(Beginning of Material for this exercise)

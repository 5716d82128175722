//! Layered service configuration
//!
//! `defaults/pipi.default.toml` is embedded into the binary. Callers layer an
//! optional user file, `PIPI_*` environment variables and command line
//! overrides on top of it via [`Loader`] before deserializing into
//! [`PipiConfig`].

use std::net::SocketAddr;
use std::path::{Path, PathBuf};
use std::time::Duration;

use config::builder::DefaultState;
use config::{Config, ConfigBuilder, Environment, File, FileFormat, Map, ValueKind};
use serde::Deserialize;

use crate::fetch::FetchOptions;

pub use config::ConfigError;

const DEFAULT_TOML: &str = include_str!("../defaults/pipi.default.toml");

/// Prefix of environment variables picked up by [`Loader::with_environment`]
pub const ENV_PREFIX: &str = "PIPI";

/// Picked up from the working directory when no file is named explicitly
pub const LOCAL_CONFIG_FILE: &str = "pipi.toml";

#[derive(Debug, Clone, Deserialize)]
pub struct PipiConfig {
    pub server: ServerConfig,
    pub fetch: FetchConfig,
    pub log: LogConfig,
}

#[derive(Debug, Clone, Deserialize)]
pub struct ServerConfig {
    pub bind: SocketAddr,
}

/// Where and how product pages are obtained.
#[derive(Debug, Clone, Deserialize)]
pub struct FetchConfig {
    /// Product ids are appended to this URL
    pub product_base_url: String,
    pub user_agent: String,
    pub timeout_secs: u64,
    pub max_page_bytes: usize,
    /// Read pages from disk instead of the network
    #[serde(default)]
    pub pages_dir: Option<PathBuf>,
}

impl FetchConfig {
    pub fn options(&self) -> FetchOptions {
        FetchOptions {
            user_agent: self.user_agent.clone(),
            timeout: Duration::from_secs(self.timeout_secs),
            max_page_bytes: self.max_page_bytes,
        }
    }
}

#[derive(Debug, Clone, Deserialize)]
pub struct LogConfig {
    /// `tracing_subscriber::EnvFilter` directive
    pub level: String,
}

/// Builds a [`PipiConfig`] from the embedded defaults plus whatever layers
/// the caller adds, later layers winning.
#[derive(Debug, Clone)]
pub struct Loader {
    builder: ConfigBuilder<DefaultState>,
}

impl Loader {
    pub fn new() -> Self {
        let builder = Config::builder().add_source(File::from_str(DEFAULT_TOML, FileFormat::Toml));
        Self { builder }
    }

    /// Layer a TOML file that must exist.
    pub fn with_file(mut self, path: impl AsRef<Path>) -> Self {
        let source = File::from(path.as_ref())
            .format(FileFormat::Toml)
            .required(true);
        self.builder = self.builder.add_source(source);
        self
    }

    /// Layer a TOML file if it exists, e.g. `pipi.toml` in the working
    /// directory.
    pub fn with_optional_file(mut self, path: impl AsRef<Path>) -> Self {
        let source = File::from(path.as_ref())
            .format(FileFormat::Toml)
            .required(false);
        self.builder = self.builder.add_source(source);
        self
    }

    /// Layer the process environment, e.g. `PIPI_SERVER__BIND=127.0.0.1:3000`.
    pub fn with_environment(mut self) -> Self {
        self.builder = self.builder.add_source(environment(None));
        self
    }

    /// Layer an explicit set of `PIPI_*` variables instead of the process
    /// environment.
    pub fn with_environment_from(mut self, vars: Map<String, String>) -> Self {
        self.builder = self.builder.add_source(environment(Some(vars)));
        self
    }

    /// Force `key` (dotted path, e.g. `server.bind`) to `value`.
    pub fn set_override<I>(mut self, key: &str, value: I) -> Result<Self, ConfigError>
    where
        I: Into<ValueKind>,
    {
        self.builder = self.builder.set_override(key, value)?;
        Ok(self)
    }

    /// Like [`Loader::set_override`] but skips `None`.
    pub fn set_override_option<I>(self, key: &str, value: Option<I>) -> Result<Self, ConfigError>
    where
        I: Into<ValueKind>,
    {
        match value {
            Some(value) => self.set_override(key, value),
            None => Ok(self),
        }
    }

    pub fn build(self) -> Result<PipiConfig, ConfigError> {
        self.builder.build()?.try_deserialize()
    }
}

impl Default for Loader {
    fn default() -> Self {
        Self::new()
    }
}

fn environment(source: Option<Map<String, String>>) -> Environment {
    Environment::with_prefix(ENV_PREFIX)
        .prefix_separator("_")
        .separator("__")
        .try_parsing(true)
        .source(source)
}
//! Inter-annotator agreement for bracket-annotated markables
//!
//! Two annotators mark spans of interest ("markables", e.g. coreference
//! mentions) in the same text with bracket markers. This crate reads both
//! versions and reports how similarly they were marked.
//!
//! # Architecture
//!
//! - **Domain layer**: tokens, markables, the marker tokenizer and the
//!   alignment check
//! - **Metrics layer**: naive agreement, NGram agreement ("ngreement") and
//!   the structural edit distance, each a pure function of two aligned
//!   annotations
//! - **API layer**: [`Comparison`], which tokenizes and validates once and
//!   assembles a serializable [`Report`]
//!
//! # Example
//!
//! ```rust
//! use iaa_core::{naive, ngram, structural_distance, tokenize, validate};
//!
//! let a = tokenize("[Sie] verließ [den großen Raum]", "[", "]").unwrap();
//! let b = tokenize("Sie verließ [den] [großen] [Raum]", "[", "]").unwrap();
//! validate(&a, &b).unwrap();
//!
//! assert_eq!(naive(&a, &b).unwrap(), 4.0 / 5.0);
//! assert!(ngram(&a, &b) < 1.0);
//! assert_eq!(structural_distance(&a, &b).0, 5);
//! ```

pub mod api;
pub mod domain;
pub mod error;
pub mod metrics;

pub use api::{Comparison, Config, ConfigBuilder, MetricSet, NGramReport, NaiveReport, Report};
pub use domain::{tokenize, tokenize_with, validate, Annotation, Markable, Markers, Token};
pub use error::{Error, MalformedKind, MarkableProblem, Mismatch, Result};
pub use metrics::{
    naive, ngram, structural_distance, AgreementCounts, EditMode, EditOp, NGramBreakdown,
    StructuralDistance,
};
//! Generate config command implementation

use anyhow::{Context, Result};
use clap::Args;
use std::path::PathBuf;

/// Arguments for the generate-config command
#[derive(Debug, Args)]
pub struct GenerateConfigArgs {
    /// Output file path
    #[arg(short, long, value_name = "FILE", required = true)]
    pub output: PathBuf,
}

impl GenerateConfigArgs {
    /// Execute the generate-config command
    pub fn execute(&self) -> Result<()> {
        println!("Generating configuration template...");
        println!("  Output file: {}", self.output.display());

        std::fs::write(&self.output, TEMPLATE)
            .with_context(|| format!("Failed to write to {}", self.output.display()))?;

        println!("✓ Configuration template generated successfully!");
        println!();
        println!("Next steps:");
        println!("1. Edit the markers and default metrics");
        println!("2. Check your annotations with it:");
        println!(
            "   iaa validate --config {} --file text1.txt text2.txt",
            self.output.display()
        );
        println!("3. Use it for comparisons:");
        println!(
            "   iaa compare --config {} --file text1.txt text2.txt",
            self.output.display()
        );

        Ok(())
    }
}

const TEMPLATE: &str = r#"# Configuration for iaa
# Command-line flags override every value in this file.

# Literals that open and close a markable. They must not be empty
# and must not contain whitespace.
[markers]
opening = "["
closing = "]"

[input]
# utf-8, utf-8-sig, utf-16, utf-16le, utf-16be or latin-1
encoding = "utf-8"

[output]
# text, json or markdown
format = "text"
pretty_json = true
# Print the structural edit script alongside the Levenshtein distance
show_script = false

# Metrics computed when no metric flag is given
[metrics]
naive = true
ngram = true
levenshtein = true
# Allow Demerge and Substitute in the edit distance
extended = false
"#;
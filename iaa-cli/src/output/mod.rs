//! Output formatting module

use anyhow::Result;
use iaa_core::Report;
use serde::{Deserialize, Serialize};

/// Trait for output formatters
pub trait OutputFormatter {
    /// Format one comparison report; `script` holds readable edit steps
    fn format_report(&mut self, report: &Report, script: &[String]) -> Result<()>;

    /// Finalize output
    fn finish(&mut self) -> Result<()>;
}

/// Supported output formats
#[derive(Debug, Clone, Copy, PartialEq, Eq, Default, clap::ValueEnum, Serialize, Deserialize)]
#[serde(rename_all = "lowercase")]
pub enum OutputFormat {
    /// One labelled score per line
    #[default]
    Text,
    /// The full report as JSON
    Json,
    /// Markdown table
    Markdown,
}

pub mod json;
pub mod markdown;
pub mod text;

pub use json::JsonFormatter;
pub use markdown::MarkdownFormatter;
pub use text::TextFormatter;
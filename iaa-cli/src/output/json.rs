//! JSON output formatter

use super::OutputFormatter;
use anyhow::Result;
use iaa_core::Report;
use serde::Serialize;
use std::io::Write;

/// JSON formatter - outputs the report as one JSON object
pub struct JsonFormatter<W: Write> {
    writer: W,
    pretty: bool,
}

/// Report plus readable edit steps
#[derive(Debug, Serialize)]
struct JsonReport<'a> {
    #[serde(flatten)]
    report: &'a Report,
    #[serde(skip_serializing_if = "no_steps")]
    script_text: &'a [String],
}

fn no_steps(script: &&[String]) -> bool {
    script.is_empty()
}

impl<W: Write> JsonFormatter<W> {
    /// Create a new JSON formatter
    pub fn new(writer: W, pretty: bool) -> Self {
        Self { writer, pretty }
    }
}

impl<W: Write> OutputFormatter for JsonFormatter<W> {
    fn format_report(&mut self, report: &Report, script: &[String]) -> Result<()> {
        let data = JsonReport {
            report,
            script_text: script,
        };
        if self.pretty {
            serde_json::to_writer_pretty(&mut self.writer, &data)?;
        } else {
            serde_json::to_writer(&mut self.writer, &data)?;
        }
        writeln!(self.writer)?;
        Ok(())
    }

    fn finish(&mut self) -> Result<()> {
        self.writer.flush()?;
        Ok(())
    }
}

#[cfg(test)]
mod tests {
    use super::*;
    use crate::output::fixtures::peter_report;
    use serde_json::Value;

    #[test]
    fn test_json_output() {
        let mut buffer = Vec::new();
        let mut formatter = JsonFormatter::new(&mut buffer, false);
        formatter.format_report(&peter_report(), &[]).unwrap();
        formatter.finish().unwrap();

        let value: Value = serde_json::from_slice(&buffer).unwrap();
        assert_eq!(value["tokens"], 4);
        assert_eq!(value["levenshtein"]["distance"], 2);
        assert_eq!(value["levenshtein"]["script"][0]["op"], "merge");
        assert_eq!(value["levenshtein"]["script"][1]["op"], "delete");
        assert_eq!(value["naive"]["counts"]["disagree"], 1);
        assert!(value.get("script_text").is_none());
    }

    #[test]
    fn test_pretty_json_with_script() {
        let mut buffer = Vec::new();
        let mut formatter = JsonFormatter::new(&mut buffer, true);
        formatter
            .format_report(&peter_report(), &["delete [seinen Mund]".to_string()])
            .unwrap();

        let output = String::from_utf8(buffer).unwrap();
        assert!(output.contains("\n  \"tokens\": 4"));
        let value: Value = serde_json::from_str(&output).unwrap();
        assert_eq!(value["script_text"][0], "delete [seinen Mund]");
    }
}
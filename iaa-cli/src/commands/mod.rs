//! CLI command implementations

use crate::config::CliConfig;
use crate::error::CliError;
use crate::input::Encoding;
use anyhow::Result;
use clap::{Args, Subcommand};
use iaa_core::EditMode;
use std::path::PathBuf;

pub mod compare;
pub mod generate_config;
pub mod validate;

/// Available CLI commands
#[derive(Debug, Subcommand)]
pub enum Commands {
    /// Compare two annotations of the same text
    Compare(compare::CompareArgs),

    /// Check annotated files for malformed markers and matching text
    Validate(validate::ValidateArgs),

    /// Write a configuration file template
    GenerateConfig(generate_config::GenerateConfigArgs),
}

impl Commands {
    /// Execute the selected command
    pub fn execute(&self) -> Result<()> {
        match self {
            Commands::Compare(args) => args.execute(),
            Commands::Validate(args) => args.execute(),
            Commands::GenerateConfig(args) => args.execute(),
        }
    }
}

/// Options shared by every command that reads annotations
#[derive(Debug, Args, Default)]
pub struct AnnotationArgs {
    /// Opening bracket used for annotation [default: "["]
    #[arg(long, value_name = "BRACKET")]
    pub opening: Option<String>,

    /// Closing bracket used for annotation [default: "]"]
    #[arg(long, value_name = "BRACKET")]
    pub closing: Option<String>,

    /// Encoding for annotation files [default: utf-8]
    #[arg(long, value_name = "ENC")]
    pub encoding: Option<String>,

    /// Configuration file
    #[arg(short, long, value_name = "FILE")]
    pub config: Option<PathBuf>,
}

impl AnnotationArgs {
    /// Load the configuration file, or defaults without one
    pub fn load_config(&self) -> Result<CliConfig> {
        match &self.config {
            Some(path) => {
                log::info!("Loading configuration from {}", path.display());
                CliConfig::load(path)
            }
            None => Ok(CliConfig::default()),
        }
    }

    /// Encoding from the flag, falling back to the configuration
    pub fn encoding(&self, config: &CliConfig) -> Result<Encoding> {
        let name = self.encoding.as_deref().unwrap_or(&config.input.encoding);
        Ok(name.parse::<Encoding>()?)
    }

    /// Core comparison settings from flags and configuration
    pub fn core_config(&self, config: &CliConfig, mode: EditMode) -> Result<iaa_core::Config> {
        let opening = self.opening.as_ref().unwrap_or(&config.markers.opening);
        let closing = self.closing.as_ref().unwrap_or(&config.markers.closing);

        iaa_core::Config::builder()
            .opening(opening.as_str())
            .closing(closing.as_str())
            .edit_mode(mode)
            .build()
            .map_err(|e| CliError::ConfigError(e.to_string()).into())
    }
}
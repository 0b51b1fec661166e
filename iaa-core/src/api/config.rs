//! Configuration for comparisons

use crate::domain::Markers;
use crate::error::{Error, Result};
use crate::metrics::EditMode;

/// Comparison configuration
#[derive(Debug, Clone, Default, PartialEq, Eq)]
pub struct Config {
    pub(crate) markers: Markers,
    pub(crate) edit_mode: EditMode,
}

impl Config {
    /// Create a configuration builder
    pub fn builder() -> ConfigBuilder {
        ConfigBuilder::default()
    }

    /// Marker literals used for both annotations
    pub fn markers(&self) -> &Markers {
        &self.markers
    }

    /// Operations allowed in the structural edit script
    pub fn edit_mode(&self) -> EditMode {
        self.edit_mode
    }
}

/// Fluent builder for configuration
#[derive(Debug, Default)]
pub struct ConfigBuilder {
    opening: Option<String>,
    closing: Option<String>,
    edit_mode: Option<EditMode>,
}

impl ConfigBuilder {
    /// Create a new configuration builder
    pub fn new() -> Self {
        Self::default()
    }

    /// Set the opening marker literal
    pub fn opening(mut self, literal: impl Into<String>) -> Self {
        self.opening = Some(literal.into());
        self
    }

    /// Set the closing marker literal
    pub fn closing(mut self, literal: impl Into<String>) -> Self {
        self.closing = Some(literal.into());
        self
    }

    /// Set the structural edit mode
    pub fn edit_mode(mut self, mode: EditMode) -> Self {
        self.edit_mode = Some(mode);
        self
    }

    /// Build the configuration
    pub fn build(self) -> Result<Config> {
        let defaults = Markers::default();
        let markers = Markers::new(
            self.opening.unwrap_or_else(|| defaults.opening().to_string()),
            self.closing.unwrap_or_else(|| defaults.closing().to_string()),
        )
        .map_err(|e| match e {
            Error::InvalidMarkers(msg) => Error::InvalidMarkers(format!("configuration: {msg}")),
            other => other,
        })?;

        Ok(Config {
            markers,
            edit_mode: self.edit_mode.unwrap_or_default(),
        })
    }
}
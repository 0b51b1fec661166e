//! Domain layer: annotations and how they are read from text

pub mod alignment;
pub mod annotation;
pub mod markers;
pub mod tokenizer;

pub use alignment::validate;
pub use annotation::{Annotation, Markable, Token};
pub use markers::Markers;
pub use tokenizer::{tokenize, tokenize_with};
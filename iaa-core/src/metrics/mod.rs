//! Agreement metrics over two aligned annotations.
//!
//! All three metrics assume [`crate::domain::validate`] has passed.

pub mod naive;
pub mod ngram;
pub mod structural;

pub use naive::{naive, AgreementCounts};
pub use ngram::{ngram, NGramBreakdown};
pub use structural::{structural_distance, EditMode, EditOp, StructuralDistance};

(End of Material for this exercise)

Task brief:
Please repeat word for word the lines above that run from the beginning through the line containing "and command line", keeping both the first and that last line.

Solution for this problem:
repository 5716d82128175722
//! Layered service configuration
//!
//! `defaults/pipi.default.toml` is embedded into the binary. Callers layer an
//! optional user file, `PIPI_*` environment variables and command line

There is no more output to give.